Le trio s'est donné comme mission de redonner ses lettres de noblesse à une organisation qui a été mise à mal en raison d'allégations de culture toxique, de favoritisme et de climat de peur qui ont mené à la démission de l'ancien directeur de la haute performance Daniel Trépanier en mai 2022. Évidemment, il ne s'agit pas d'une mince tâche et le travail s'annonce ardu, mais stimulant.
« Ça serait illusoire de penser que les changements seront perceptibles dès [les Jeux olympiques de Paris en] 2024, a prévenu Auclair. Et ça ne viendra pas juste du coaching. Il faut générer une compétition interne : que les Championnats canadiens deviennent plus difficiles à gagner que présentement et ensuite être capable de convertir ça en résultats sur la scène internationale.
« Cela dit, il s'agit d'une occasion unique de non seulement préparer des boxeurs pour de gros combats, mais de créer une structure qui permettra de développer plus de boxeurs au Canada. Oui, je vais entraîner des boxeurs résidents, mais je vais avoir mon mot à dire sur leur sélection et leur développement. C'est un défi que je désire relever pendant de nombreuses années. »

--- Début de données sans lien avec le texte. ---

//! Battle state tracking

use std::fmt;

use serde::{Deserialize, Serialize};

/// One of the two competing sides in a match
#[derive(Debug, Clone, Copy, PartialEq, Eq, Hash, Serialize, Deserialize)]
#[serde(rename_all = "lowercase")]
pub enum Side {
    P1,
    P2,
}

impl Side {
    pub const BOTH: [Side; 2] = [Side::P1, Side::P2];

    pub fn as_str(&self) -> &'static str {
        match self {
            Side::P1 => "p1",
            Side::P2 => "p2",
        }
    }

    pub fn parse(s: &str) -> Option<Self> {
        match s.trim().to_lowercase().as_str() {
            "p1" => Some(Side::P1),
            "p2" => Some(Side::P2),
            _ => None,
        }
    }

    pub fn opponent(&self) -> Side {
        match self {
            Side::P1 => Side::P2,
            Side::P2 => Side::P1,
        }
    }

    pub(crate) fn index(&self) -> usize {
        match self {
            Side::P1 => 0,
            Side::P2 => 1,
        }
    }
}

impl fmt::Display for Side {
    fn fmt(&self, f: &mut fmt::Formatter<'_>) -> fmt::Result {
        f.write_str(self.as_str())
    }
}

/// Provider + model label identifying the agent playing a side
#[derive(Debug, Clone, PartialEq, Eq, Hash, Serialize, Deserialize)]
pub struct AgentIdentity {
    pub provider: String,
    pub model: String,
}

impl AgentIdentity {
    pub fn new(provider: impl Into<String>, model: impl Into<String>) -> Self {
        Self {
            provider: provider.into(),
            model: model.into(),
        }
    }

    /// Display label, also used as the player name handed to the engine
    pub fn label(&self) -> String {
        format!("{}/{}", self.provider, self.model)
    }
}

impl fmt::Display for AgentIdentity {
    fn fmt(&self, f: &mut fmt::Formatter<'_>) -> fmt::Result {
        write!(f, "{}/{}", self.provider, self.model)
    }
}

/// Lifecycle of a battle session. `Ended` is terminal.
#[derive(Debug, Clone, Copy, PartialEq, Eq, Default, Serialize, Deserialize)]
#[serde(rename_all = "lowercase")]
pub enum BattleStatus {
    #[default]
    Pending,
    Active,
    Ended,
}

impl BattleStatus {
    /// Check if the battle still occupies the gate
    pub fn is_live(&self) -> bool {
        matches!(self, BattleStatus::Pending | BattleStatus::Active)
    }

    pub fn is_ended(&self) -> bool {
        matches!(self, BattleStatus::Ended)
    }

    pub fn as_str(&self) -> &'static str {
        match self {
            BattleStatus::Pending => "pending",
            BattleStatus::Active => "active",
            BattleStatus::Ended => "ended",
        }
    }
}

/// Final result reported by the engine
#[derive(Debug, Clone, Copy, PartialEq, Eq, Serialize, Deserialize)]
#[serde(tag = "kind", rename_all = "lowercase")]
pub enum Outcome {
    Win { side: Side },
    Tie,
}

impl Outcome {
    /// Get the winning side, if any
    pub fn winner(&self) -> Option<Side> {
        match self {
            Outcome::Win { side } => Some(*side),
            Outcome::Tie => None,
        }
    }
}

/// Why a session reached `Ended`
#[derive(Debug, Clone, Copy, PartialEq, Eq, Serialize, Deserialize)]
#[serde(rename_all = "snake_case")]
pub enum EndReason {
    /// The engine reported a win or tie
    Natural,
    /// An operator force-ended the match
    Forced,
    /// An engine channel terminated unexpectedly
    EngineFailure,
}

impl EndReason {
    pub fn as_str(&self) -> &'static str {
        match self {
            EndReason::Natural => "natural",
            EndReason::Forced => "forced",
            EndReason::EngineFailure => "engine_failure",
        }
    }

    pub fn parse(s: &str) -> Self {
        match s {
            "forced" => EndReason::Forced,
            "engine_failure" => EndReason::EngineFailure,
            _ => EndReason::Natural,
        }
    }
}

C'est pour cette raison qu'Auclair n'était pas dans le coin de Kean quand le Trifluvien a affronté Eric Molina le 23 mars dernier au Cabaret du Casino de Montréal. Auclair aurait pu continuer d'entraîner tous ses boxeurs professionnels, sauf qu'il aurait été partout et nulle part à la fois.
« J'ai confié mes boxeurs à mon assistant Jordan Mathieu (Kean s'est cependant tourné vers Jessy Ross Thompson, NDLR) et je n'ai gardé que Santana, a révélé Auclair. [Avec mes fonctions à Boxe Canada] je ne me sentais pas en mesure d'offrir le même temps de qualité à mes boxeurs.

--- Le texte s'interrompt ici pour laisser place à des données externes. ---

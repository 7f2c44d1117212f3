//! Integration tests for starting, conflicting and force-ending battles

use std::sync::Arc;
use std::time::Duration;

use colosseum::battle::{
    AgentIdentity, BattleEvent, BattleStatus, EndReason, GateError, Outcome, OutcomeSink,
    StartRequest,
};
use colosseum::decision::{DecisionRegistry, MockDecisionService};
use colosseum::engine::MockEngine;

use super::common::*;

/// A fresh start returns an id and the gate reports an active battle
#[tokio::test]
async fn test_start_without_active_session() {
    let engine = MockEngine::new();
    let gate = gate_with(&engine, DecisionRegistry::new());

    let battle_id = gate.start(random_vs_random()).await.unwrap();
    let _battle = engine.take_match().unwrap();

    let status = gate.status();
    assert!(status.active);
    assert_eq!(status.battle_id, Some(battle_id));
    assert_eq!(status.status, Some(BattleStatus::Active));
    assert_eq!(status.p1.unwrap().label(), "random/one");

    gate.force_end().await.unwrap();
}

/// A second start while the first is live is rejected and changes nothing
#[tokio::test]
async fn test_second_start_conflicts() {
    let engine = MockEngine::new();
    let gate = gate_with(&engine, DecisionRegistry::new());

    let first = gate.start(random_vs_random()).await.unwrap();
    let _battle = engine.take_match().unwrap();

    let second = StartRequest::new(
        AgentIdentity::new("random", "three"),
        AgentIdentity::new("random", "four"),
    );
    match gate.start(second).await {
        Err(GateError::AlreadyActive { battle_id }) => assert_eq!(battle_id, first),
        other => panic!("expected conflict, got {:?}", other),
    }

    let status = gate.status();
    assert_eq!(status.battle_id, Some(first));
    assert_eq!(status.p1.unwrap().model, "one");
    assert_eq!(engine.captured_starts().len(), 1);

    gate.force_end().await.unwrap();
}

/// Concurrent starts racing on a slow engine produce exactly one battle
#[tokio::test]
async fn test_concurrent_starts_admit_one() {
    let engine = MockEngine::new().with_start_delay(Duration::from_millis(50));
    let gate = gate_with(&engine, DecisionRegistry::new());

    let attempts = (0..8).map(|_| {
        let gate = gate.clone();
        tokio::spawn(async move { gate.start(random_vs_random()).await })
    });
    let results = futures::future::join_all(attempts).await;

    let started = results
        .iter()
        .filter(|r| matches!(r, Ok(Ok(_))))
        .count();
    let conflicts = results
        .iter()
        .filter(|r| matches!(r, Ok(Err(GateError::AlreadyActive { .. }))))
        .count();
    assert_eq!(started, 1);
    assert_eq!(conflicts, 7);
    assert_eq!(engine.captured_starts().len(), 1);

    let _battle = engine.take_match().unwrap();
    gate.force_end().await.unwrap();
}

/// Force-ending asks the engine for a tie and ends exactly once
#[tokio::test]
async fn test_force_end_resolves_tie() {
    let engine = MockEngine::new();
    let gate = gate_with(&engine, DecisionRegistry::new());
    let mut events = gate.subscribe();

    let battle_id = gate.start(random_vs_random()).await.unwrap();
    let battle = engine.take_match().unwrap();

    assert_eq!(gate.force_end().await.unwrap(), battle_id);
    assert_eq!(battle.controller.force_tie_calls(), 1);

    let ended = wait_for_event(&mut events, Duration::from_secs(2), is_session_ended).await;
    match ended {
        BattleEvent::SessionEnded {
            outcome,
            winner,
            reason,
            ..
        } => {
            assert_eq!(outcome, Some(Outcome::Tie));
            assert!(winner.is_none());
            assert_eq!(reason, EndReason::Forced);
        }
        other => panic!("unexpected event {:?}", other),
    }

    // the engine's own |tie| echo must not end the battle again
    tokio::time::sleep(Duration::from_millis(50)).await;
    while let Ok(event) = events.try_recv() {
        assert!(!is_session_ended(&event), "battle ended twice");
    }

    assert!(!gate.status().active);
    assert!(matches!(gate.force_end().await, Err(GateError::NotActive)));
}

/// After a battle ends a new one can start
#[tokio::test]
async fn test_restart_after_end() {
    let engine = MockEngine::new();
    let gate = gate_with(&engine, DecisionRegistry::new());

    let first = gate.start(random_vs_random()).await.unwrap();
    let _first_battle = engine.take_match().unwrap();
    gate.force_end().await.unwrap();

    let second = gate.start(random_vs_random()).await.unwrap();
    let _second_battle = engine.take_match().unwrap();
    assert_ne!(first, second);
    assert_eq!(gate.status().battle_id, Some(second));
    gate.force_end().await.unwrap();
}

/// A failed engine start is announced, persisted and leaves the gate free
#[tokio::test]
async fn test_engine_start_failure_is_reported() {
    let engine = MockEngine::new().failing();
    let sink = RecordingSink::new();
    let gate = gate_with(&engine, DecisionRegistry::new())
        .with_sink(Arc::new(sink.clone()) as Arc<dyn OutcomeSink>);
    let mut events = gate.subscribe();

    assert!(matches!(
        gate.start(random_vs_random()).await,
        Err(GateError::Engine(_))
    ));
    assert!(!gate.status().active);
    let first = gate.current().unwrap().id;
    match wait_for_event(&mut events, Duration::from_secs(2), is_session_ended).await {
        BattleEvent::SessionEnded {
            battle_id,
            outcome,
            winner,
            reason,
            ..
        } => {
            assert_eq!(battle_id, first);
            assert!(outcome.is_none());
            assert!(winner.is_none());
            assert_eq!(reason, EndReason::EngineFailure);
        }
        other => panic!("unexpected event {:?}", other),
    }

    assert!(matches!(
        gate.start(random_vs_random()).await,
        Err(GateError::Engine(_))
    ));
    assert_eq!(engine.captured_starts().len(), 2);

    let records = sink.wait_for(2, Duration::from_secs(2)).await;
    assert_eq!(records.len(), 2);
    assert_eq!(records[0].id, first);
    assert!(records
        .iter()
        .all(|r| r.end_reason == EndReason::EngineFailure && r.winner.is_none() && !r.tie));
}

/// A natural win resolves the winner by player name
#[tokio::test]
async fn test_natural_win() {
    let engine = MockEngine::new();
    let gate = gate_with(
        &engine,
        mock_registry(&MockDecisionService::new(), &MockDecisionService::new()),
    );
    let mut events = gate.subscribe();

    gate.start(alpha_vs_beta()).await.unwrap();
    let battle = engine.take_match().unwrap();
    battle.push_all(ten_chunks_three_turns()).await;
    battle.push("|win|beta/model-b").await;

    let ended = wait_for_event(&mut events, Duration::from_secs(2), is_session_ended).await;
    match ended {
        BattleEvent::SessionEnded {
            outcome,
            winner,
            reason,
            turn,
            ..
        } => {
            assert_eq!(outcome, Some(Outcome::Win { side: colosseum::Side::P2 }));
            assert_eq!(winner.unwrap().provider, BETA);
            assert_eq!(reason, EndReason::Natural);
            assert_eq!(turn, 3);
        }
        other => panic!("unexpected event {:?}", other),
    }
    assert_eq!(battle.controller.force_tie_calls(), 0);
}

« Mais cela ne signifie pas que je tourne le dos à la boxe professionnelle. Je suis seulement âgé de 31 ans. Si je consacre 10 ans à ce projet, je serai encore très jeune si je décide de revenir. »
Au moment de l'entrevue, Auclair préparait ses protégés en vue d'un tournoi qui aura lieu en Finlande à compter du 13 avril, d'un camp d'entraînement en France et des qualifications pour le tournoi de boxe des Jeux panaméricains qui sera présenté du 21 au 27 octobre prochain au Chili. Marc Ramsay n'avait donc pas tort : Vincent Auclair ne manquera pas d'occasions d'apprendre.